Controversial cuts to elderly and children’s services in Oxford abandoned after last-minute deal – Megan Izzo
On Tuesday, 16th February, more than 200 people who had gathered outside County Hall to protest proposed budget cuts to Oxford’s elderly and children’s centres were briefly gratified to hear that county council members had voted in favour of an amended budget.
The group of citizens—including David Cameron’s aunt—had planned to protest budget cuts of a combined £29m to elderly day centres and children’s centres in Oxfordshire, proposed for the 2016-17 fiscal year. According to the BBC, members of the Unite union employed in early children’s intervention had planned to strike for 24 hours on the 16th.
After a private meeting between the Conservative, Labour, and Liberal Democrat groups on Tuesday, county councillors voted for a revised budget in a 60-to-two decision. The council’s newly proposed budget subtracted £2m worth of early intervention funding from the £8m savings originally designated to be taken from the children’s centres. It also pulled back £3m in proposed cuts to adult social programs, including reductions to elderly day centres, transportation, dementia support, and financial support for carers.
The decision does not constitute the victory protestors had hoped it would, however. Cuts of £18m to adult social programs, and £6m to children’s centres, will go ahead as previously planned. Additionally, according to political reporter Bethan Philips, the council’s new budget proposal states that they still have £15m to find in savings for next year.
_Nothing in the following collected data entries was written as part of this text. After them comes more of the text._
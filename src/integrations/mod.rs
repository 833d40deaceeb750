//! Legacy integrations surface.
//!
//! An integration is one running instance of a monitored subsystem, exposed
//! to the agent's scrape path through Prometheus collectors. Integration
//! config types are YAML-deserializable, keyed by a fixed name, and held in
//! an explicit [`Registry`] populated during application bootstrap (see
//! [`register_all`]) so tests can build isolated registries.
//!
//! # Submodules
//!
//! - `v2` - the second-generation registry, fed legacy config types through
//!   a compatibility shim during the framework migration
//! - `x509` - the x509 certificate exporter integration

pub mod v2;
pub mod x509;

use std::collections::BTreeMap;
use std::fs;
use std::path::Path;

use serde::de::DeserializeOwned;
use tracing::debug;

use crate::error::IntegrationError;

/// A constructed integration, ready to expose its collectors.
pub trait Integration {
    /// The integration's registry name.
    fn name(&self) -> &str;

    /// Moves this integration's collectors into the given scrape registry.
    fn register_collectors(
        self: Box<Self>,
        registry: &prometheus::Registry,
    ) -> Result<(), IntegrationError>;
}

/// An [`Integration`] backed by one or more Prometheus collectors.
pub struct CollectorIntegration {
    name: &'static str,
    collectors: Vec<Box<dyn prometheus::core::Collector>>,
}

impl CollectorIntegration {
    pub fn new(name: &'static str) -> CollectorIntegration {
        CollectorIntegration {
            name,
            collectors: Vec::new(),
        }
    }

    /// Adds a collector to this integration.
    pub fn with_collector(
        mut self,
        collector: Box<dyn prometheus::core::Collector>,
    ) -> CollectorIntegration {
        self.collectors.push(collector);
        self
    }
}

impl Integration for CollectorIntegration {
    fn name(&self) -> &str {
        self.name
    }

    fn register_collectors(
        self: Box<Self>,
        registry: &prometheus::Registry,
    ) -> Result<(), IntegrationError> {
        for collector in self.collectors {
            registry.register(collector)?;
        }
        Ok(())
    }
}

/// Capability implemented by every legacy integration config type.
///
/// Deserialization overlays the source document onto [`Default::default`],
/// so a config read from an empty or partial document always carries the
/// documented default values for absent fields.
pub trait IntegrationConfig: Default + DeserializeOwned + Send + Sync + 'static {
    /// Fixed identifier used as the integration's registry key.
    const NAME: &'static str;

    /// Returns the name of the integration that this config represents.
    fn name(&self) -> &'static str {
        Self::NAME
    }

    /// Returns the key that identifies this instance, derived from the
    /// agent's process-level key.
    fn instance_key(&self, agent_key: &str) -> Result<String, IntegrationError>;

    /// Converts this config into an instance of an integration.
    fn build(&self) -> Result<Box<dyn Integration>, IntegrationError>;

    /// Deserializes a config from a YAML document. An empty document yields
    /// the default config.
    fn from_yaml(doc: &str) -> Result<Self, IntegrationError> {
        if doc.trim().is_empty() {
            return Ok(Self::default());
        }
        Ok(serde_yaml::from_str(doc)?)
    }

    /// Reads and deserializes a config from a YAML file.
    fn from_yaml_file<P: AsRef<Path>>(path: P) -> Result<Self, IntegrationError> {
        let content = fs::read_to_string(path.as_ref()).map_err(|e| IntegrationError::Io {
            reason: e.to_string(),
        })?;
        Self::from_yaml(&content)
    }
}

/// Object-safe view of a deserialized [`IntegrationConfig`], as handed out by
/// a [`Registry`] lookup.
pub trait DynConfig: Send + Sync {
    fn name(&self) -> &'static str;
    fn instance_key(&self, agent_key: &str) -> Result<String, IntegrationError>;
    fn build(&self) -> Result<Box<dyn Integration>, IntegrationError>;
}

impl<C: IntegrationConfig> DynConfig for C {
    fn name(&self) -> &'static str {
        IntegrationConfig::name(self)
    }

    fn instance_key(&self, agent_key: &str) -> Result<String, IntegrationError> {
        IntegrationConfig::instance_key(self, agent_key)
    }

    fn build(&self) -> Result<Box<dyn Integration>, IntegrationError> {
        IntegrationConfig::build(self)
    }
}

type ConfigLoader =
    Box<dyn Fn(&str) -> Result<Box<dyn DynConfig>, IntegrationError> + Send + Sync>;

/// Registry of legacy integration config types, keyed by integration name.
#[derive(Default)]
pub struct Registry {
    entries: BTreeMap<&'static str, ConfigLoader>,
}

impl Registry {
    pub fn new() -> Registry {
        Registry::default()
    }

    /// Registers a config type under its fixed name.
    ///
    /// # Errors
    ///
    /// * [`IntegrationError::DuplicateRegistration`] - the name is taken
    pub fn register<C: IntegrationConfig>(&mut self) -> Result<(), IntegrationError> {
        if self.entries.contains_key(C::NAME) {
            return Err(IntegrationError::DuplicateRegistration {
                name: C::NAME.to_string(),
            });
        }
        self.entries.insert(
            C::NAME,
            Box::new(|doc| Ok(Box::new(C::from_yaml(doc)?) as Box<dyn DynConfig>)),
        );
        debug!(integration = C::NAME, "registered integration config");
        Ok(())
    }

    /// Deserializes a YAML document into the config registered under `name`.
    pub fn load(&self, name: &str, doc: &str) -> Result<Box<dyn DynConfig>, IntegrationError> {
        let loader = self
            .entries
            .get(name)
            .ok_or_else(|| IntegrationError::UnknownIntegration {
                name: name.to_string(),
            })?;
        loader(doc)
    }

    /// Whether a config type is registered under `name`.
    pub fn is_registered(&self, name: &str) -> bool {
        self.entries.contains_key(name)
    }

    /// Registered integration names, in lexical order.
    pub fn names(&self) -> Vec<&'static str> {
        self.entries.keys().copied().collect()
    }
}

/// Registers every integration shipped by this crate with both registry
/// generations. Called once from application bootstrap, before any
/// concurrent activity starts.
pub fn register_all(
    registry: &mut Registry,
    v2: &mut v2::Registry,
) -> Result<(), IntegrationError> {
    registry.register::<x509::Config>()?;
    v2.register_legacy::<x509::Config>(v2::IntegrationType::Singleton)?;
    Ok(())
}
“They may have just kicked the decision down the road,” Philips said.
In the months leading up to Tuesday’s council meeting, thousands of Oxfordshire residents had signed a petition calling for the council to reconsider its proposed £8m cuts to children’s centres. Clare Currie, David Cameron’s aunt, and Mary Cameron, his mother, were among the petitioners.
Clare Currie told the BBC that she had previously written to her nephew, the prime minister, about her opposition to the cuts, and believes that the services in question, particularly children’s centres, are “really vital for people’s wellbeing.”
The Oxfordshire County Council reports that between 2010 and 2020, it has been forced to find an additional £69m in savings on top of £292m of budget cuts already agreed upon. The £69m constitutes 11.4% of the council’s total gross budget. Social services will suffer heavily from the cuts, including the elderly day centres, children’s centres, and homelessness support centres. According to council leader Ian Hudspeth, the cuts were the result of reductions in funding from central government.
“[David Cameron] is against the children’s centres cutting… it’s central government who are cutting the money and I think they’re making a great error,” Currie noted. “I think if [the programs are] cut, an awful lot of families and old people and homeless… their lives will be diminished.”
The prime minister has himself previously written to the local authority to express “disappointment” at planned cuts to the elderly day centres, as well as to museums and libraries.
Despite the cuts it removed from the elderly and children’s centres funding on Tuesday, the Oxfordshire County Council’s amended budget also established that the council is planning to cut all funding for bus subsidies, and take an additional £1.5m from homelessness services. However, the council revealed, it has also created a £9m ‘transition fund’ that has the potential to help “ease the pain.”
While the fund is not guaranteed to be placed towards bus routes or homelessness services, Oxfordshire residents should learn soon whether the money will help ease cuts on those areas.